_WHAT THE EXERCISE ASKS_
Give back the lines of the records exactly, starting at the first and ending at the one with "streamed tool-call delta.".

——————————

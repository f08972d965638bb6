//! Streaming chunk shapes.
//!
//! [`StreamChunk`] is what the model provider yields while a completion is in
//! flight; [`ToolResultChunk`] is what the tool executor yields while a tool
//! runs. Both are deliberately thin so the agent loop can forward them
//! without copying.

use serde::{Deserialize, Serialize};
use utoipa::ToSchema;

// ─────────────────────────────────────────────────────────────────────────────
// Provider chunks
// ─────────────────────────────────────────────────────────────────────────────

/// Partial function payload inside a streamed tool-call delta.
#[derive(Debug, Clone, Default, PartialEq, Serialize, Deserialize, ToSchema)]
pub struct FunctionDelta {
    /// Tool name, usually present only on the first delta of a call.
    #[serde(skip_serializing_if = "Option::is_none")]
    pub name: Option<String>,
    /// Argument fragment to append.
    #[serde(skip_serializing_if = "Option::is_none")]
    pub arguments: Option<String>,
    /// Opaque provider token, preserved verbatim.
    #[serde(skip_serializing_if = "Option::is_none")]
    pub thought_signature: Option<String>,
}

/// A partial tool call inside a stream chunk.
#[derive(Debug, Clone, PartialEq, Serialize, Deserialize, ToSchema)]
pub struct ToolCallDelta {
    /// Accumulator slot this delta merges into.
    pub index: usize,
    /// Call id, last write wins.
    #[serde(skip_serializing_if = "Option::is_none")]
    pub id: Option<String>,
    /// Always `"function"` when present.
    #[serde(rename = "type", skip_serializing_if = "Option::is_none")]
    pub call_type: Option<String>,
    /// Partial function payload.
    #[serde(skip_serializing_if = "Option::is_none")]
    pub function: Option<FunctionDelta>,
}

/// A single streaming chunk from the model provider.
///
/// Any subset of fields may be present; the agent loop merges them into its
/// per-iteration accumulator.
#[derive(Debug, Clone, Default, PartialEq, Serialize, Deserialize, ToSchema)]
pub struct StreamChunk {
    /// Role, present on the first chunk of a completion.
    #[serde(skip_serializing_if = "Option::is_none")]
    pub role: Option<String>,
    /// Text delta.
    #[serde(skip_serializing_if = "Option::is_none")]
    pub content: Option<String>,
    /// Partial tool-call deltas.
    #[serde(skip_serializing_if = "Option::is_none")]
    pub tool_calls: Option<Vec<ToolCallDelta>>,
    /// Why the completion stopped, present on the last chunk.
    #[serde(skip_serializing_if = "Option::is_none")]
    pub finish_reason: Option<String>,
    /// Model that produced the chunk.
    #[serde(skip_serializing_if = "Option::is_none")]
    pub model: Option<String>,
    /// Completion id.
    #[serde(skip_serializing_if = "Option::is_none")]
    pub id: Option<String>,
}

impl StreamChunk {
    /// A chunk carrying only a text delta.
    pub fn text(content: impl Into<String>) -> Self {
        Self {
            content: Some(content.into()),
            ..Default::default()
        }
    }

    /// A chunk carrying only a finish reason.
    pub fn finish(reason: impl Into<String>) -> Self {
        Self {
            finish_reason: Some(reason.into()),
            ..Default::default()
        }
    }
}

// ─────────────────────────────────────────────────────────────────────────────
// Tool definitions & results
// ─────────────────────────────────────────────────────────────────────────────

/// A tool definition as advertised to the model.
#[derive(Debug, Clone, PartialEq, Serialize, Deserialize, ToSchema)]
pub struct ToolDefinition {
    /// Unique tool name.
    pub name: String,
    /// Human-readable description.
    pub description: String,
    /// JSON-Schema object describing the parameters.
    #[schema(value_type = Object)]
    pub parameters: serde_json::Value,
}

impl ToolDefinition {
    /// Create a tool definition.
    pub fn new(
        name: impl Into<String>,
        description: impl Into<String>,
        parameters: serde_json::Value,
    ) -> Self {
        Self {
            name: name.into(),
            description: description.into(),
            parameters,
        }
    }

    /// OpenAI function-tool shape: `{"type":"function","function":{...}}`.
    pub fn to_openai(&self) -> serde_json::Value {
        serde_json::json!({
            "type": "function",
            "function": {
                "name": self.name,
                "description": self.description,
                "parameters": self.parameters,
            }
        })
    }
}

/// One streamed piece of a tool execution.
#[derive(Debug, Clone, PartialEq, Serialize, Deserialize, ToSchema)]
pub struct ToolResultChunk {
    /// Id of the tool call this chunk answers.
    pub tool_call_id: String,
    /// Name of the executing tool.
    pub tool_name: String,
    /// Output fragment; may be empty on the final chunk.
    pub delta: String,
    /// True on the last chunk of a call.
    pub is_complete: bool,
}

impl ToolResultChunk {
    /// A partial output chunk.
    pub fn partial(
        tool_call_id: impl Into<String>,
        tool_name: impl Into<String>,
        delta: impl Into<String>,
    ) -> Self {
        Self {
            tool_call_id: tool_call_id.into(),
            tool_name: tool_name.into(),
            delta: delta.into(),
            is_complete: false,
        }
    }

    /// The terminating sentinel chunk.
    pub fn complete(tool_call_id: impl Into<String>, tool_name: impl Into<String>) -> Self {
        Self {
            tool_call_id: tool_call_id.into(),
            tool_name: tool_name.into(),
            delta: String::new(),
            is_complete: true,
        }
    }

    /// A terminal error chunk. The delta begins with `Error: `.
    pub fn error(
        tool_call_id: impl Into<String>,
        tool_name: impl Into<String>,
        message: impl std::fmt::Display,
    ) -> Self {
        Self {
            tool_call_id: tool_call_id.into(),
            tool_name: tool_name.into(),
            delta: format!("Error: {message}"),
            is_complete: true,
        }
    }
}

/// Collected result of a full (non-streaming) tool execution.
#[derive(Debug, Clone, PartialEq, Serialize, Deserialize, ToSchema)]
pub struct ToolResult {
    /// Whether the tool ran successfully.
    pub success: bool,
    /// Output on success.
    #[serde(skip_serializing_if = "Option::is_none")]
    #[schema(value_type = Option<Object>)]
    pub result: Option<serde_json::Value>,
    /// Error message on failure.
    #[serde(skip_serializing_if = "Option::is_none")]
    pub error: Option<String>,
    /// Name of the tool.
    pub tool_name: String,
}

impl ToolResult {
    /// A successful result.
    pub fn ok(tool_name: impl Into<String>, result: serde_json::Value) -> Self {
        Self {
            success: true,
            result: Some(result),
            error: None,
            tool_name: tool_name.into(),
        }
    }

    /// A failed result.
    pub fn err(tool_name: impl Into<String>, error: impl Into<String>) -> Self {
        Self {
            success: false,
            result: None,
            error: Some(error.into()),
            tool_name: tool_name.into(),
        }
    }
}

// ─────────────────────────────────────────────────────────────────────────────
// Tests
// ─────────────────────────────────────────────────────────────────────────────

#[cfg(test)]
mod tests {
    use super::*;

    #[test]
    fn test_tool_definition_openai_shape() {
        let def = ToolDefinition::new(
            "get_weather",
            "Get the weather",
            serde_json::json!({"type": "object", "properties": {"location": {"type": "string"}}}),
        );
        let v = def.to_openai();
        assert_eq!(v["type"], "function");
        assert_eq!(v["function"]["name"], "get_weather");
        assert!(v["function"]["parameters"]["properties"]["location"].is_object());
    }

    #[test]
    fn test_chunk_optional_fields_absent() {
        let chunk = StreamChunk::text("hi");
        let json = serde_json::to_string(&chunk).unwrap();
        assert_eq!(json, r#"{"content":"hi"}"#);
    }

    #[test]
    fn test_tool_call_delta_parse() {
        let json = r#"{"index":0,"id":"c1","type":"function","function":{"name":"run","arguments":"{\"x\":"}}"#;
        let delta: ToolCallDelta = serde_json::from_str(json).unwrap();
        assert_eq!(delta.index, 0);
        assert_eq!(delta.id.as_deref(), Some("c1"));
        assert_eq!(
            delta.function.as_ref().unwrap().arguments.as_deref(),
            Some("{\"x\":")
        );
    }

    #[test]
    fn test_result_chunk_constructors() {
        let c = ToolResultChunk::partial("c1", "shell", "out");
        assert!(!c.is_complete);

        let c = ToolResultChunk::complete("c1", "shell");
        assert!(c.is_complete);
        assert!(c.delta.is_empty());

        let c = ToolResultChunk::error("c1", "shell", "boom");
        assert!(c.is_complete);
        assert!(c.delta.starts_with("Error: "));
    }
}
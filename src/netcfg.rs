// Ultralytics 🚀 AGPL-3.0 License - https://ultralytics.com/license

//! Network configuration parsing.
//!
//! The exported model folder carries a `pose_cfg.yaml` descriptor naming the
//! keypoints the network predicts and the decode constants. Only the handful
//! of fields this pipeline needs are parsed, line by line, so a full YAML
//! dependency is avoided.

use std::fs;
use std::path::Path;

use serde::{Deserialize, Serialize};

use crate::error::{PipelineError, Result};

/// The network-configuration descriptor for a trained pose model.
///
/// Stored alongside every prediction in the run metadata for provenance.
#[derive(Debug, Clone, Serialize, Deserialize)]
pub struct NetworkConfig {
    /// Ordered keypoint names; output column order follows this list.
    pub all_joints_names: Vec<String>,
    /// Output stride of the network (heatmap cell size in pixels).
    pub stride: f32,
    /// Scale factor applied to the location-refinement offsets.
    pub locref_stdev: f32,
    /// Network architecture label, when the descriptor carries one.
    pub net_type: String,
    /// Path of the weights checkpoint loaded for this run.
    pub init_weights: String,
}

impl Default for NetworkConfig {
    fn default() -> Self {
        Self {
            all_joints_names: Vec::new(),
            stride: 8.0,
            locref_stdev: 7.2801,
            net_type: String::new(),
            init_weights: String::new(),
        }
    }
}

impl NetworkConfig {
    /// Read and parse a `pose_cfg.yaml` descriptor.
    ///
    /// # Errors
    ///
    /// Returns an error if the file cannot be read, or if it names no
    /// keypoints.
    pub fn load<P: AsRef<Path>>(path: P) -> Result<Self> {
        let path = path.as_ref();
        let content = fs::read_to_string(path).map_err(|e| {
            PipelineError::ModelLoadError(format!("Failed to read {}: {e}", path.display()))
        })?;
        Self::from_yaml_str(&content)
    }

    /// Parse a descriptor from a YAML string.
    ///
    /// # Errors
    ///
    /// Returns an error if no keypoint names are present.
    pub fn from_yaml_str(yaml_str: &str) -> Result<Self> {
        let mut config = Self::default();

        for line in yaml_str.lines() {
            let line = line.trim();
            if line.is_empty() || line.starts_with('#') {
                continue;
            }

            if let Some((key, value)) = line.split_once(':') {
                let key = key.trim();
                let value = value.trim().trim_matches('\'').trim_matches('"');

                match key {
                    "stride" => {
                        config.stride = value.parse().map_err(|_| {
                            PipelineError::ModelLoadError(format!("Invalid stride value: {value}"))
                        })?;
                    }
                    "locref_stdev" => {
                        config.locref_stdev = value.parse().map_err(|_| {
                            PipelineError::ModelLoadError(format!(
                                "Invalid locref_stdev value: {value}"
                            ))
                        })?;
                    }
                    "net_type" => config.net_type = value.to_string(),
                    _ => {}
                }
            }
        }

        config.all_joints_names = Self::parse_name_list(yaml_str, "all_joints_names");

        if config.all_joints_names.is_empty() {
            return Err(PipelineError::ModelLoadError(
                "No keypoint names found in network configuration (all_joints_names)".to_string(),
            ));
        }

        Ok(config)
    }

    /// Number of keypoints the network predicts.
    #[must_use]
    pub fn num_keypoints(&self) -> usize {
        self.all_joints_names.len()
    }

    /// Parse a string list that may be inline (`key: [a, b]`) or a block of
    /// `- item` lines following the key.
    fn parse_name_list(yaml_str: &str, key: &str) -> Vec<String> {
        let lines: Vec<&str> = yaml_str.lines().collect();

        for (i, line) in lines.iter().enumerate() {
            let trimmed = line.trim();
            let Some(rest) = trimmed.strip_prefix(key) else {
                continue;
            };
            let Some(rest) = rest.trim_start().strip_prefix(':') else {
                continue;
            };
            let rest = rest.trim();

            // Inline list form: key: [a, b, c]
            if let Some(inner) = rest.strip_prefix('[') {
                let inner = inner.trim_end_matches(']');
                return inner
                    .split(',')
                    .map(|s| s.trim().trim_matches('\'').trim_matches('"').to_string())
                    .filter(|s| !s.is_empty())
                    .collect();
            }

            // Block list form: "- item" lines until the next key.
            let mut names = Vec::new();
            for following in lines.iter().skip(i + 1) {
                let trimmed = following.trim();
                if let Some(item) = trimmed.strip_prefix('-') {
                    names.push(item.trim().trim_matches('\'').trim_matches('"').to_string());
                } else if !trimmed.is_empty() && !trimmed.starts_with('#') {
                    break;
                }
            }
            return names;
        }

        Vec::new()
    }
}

——————————

_YOUR RESPONSE_
repository f08972d965638bb6
//! Streaming chunk shapes.
//!
//! [`StreamChunk`] is what the model provider yields while a completion is in
//! flight; [`ToolResultChunk`] is what the tool executor yields while a tool
//! runs. Both are deliberately thin so the agent loop can forward them
//! without copying.

use serde::{Deserialize, Serialize};
use utoipa::ToSchema;

// ─────────────────────────────────────────────────────────────────────────────
// Provider chunks
// ─────────────────────────────────────────────────────────────────────────────

/// Partial function payload inside a streamed tool-call delta.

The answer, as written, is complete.